**What you have to do**
Return, from the data below, each line that contains the word "owner".

**Source information**
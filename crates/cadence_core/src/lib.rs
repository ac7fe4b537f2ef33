//! Cadence Core
//!
//! Foundational primitives shared by the Cadence animation system:
//!
//! - **Property Adapters**: typed get/set/lerp access to animatable values
//! - **Composite Values**: single-channel and single-axis views of colors and vectors
//! - **Owner Liveness**: weak owner references that detect destroyed objects
//! - **Property Registry**: string-keyed adapters with checked types
//!
//! # Example
//!
//! ```rust
//! use cadence_core::{Accessor, Axis, Property};
//! use std::cell::Cell;
//!
//! struct Node {
//!     position: Cell<[f32; 2]>,
//! }
//!
//! let x = Accessor::new(|n: &Node| n.position.get(), |n: &Node, v| n.position.set(v))
//!     .part(Axis::X);
//!
//! let node = Node { position: Cell::new([0.0, 4.0]) };
//! x.set(&node, x.lerp(&0.0, &10.0, 0.5));
//! assert_eq!(node.position.get(), [5.0, 4.0]);
//! ```

pub mod error;
pub mod owner;
pub mod property;
pub mod registry;

pub use error::PropertyError;
pub use owner::{Lifeline, Owned, OwnerRef, Part};
pub use property::{
    Accessor, Axis, Channel, Composite, Lerp, PartAccessor, Property, Rgba, SharedProperty,
};
pub use registry::PropertyRegistry;
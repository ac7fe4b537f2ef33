//! String-keyed property registration
//!
//! Tools and data files name animatable properties by string. The registry
//! maps those names to adapters and checks the requested holder and value
//! types on lookup, so a mismatch is reported instead of silently animating
//! the wrong thing.

use std::any::{type_name, Any, TypeId};
use std::rc::Rc;

use rustc_hash::FxHashMap;

use crate::error::{PropertyError, Result};
use crate::property::{Property, SharedProperty};

struct Entry {
    /// Holds a `SharedProperty<H, V>`
    adapter: Box<dyn Any>,
    holder: TypeId,
    holder_name: &'static str,
    value: TypeId,
    value_name: &'static str,
}

/// Table of named property adapters
#[derive(Default)]
pub struct PropertyRegistry {
    entries: FxHashMap<String, Entry>,
}

impl PropertyRegistry {
    pub fn new() -> Self {
        Self::default()
    }

    /// Register an adapter under `key`, replacing any previous registration
    pub fn register<P>(&mut self, key: impl Into<String>, property: P)
    where
        P: Property + 'static,
        P::Holder: 'static,
        P::Value: 'static,
    {
        let key = key.into();
        let shared: SharedProperty<P::Holder, P::Value> = Rc::new(property);
        let entry = Entry {
            adapter: Box::new(shared),
            holder: TypeId::of::<P::Holder>(),
            holder_name: type_name::<P::Holder>(),
            value: TypeId::of::<P::Value>(),
            value_name: type_name::<P::Value>(),
        };
        if self.entries.insert(key.clone(), entry).is_some() {
            tracing::debug!("Replaced property registration `{}`", key);
        }
    }

    /// Look up an adapter, checking its holder and value types
    pub fn get<H: 'static, V: 'static>(&self, key: &str) -> Result<SharedProperty<H, V>> {
        let entry = self
            .entries
            .get(key)
            .ok_or_else(|| PropertyError::Unknown(key.to_string()))?;

        if entry.holder != TypeId::of::<H>() {
            return Err(PropertyError::HolderMismatch {
                key: key.to_string(),
                expected: type_name::<H>(),
                found: entry.holder_name,
            });
        }
        if entry.value != TypeId::of::<V>() {
            return Err(PropertyError::TypeMismatch {
                key: key.to_string(),
                expected: type_name::<V>(),
                found: entry.value_name,
            });
        }

        entry
            .adapter
            .downcast_ref::<SharedProperty<H, V>>()
            .cloned()
            .ok_or_else(|| PropertyError::TypeMismatch {
                key: key.to_string(),
                expected: type_name::<V>(),
                found: entry.value_name,
            })
    }

    pub fn contains(&self, key: &str) -> bool {
        self.entries.contains_key(key)
    }

    pub fn remove(&mut self, key: &str) -> bool {
        self.entries.remove(key).is_some()
    }

    /// Registered keys, in no particular order
    pub fn keys(&self) -> impl Iterator<Item = &str> {
        self.entries.keys().map(String::as_str)
    }

    pub fn len(&self) -> usize {
        self.entries.len()
    }

    pub fn is_empty(&self) -> bool {
        self.entries.is_empty()
    }
}

#[cfg(test)]
mod tests {
    use super::*;
    use crate::property::{Accessor, Channel, Rgba};
    use std::cell::Cell;

    struct Panel {
        opacity: Cell<f32>,
        color: Cell<Rgba>,
    }

    struct Label;

    fn registry() -> PropertyRegistry {
        let mut registry = PropertyRegistry::new();
        registry.register(
            "opacity",
            Accessor::new(|p: &Panel| p.opacity.get(), |p: &Panel, v| p.opacity.set(v)),
        );
        registry.register(
            "color.a",
            Accessor::new(|p: &Panel| p.color.get(), |p: &Panel, v| p.color.set(v))
                .part(Channel::A),
        );
        registry
    }

    #[test]
    fn test_lookup() {
        let registry = registry();
        let panel = Panel {
            opacity: Cell::new(1.0),
            color: Cell::new(Rgba::BLACK),
        };

        let opacity = registry.get::<Panel, f32>("opacity").unwrap();
        opacity.set(&panel, 0.5);
        assert_eq!(panel.opacity.get(), 0.5);

        let alpha = registry.get::<Panel, f32>("color.a").unwrap();
        assert_eq!(alpha.get(&panel), 1.0);
        assert_eq!(registry.len(), 2);
    }

    #[test]
    fn test_unknown_key() {
        let registry = registry();
        assert_eq!(
            registry.get::<Panel, f32>("scale").err(),
            Some(PropertyError::Unknown("scale".into()))
        );
    }

    #[test]
    fn test_type_mismatch() {
        let registry = registry();
        let err = registry.get::<Panel, Rgba>("opacity").err().unwrap();
        assert!(matches!(err, PropertyError::TypeMismatch { .. }));

        let err = registry.get::<Label, f32>("opacity").err().unwrap();
        assert!(matches!(err, PropertyError::HolderMismatch { .. }));
    }

    #[test]
    fn test_replace_and_remove() {
        let mut registry = registry();
        registry.register(
            "opacity",
            Accessor::new(|p: &Panel| p.opacity.get() * 2.0, |p: &Panel, v| p.opacity.set(v)),
        );
        assert_eq!(registry.len(), 2);
        assert!(registry.remove("opacity"));
        assert!(!registry.contains("opacity"));
    }
}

**Exercise solution**
//! - **Owner Liveness**: weak owner references that detect destroyed objects
pub mod owner;
pub use owner::{Lifeline, Owned, OwnerRef, Part};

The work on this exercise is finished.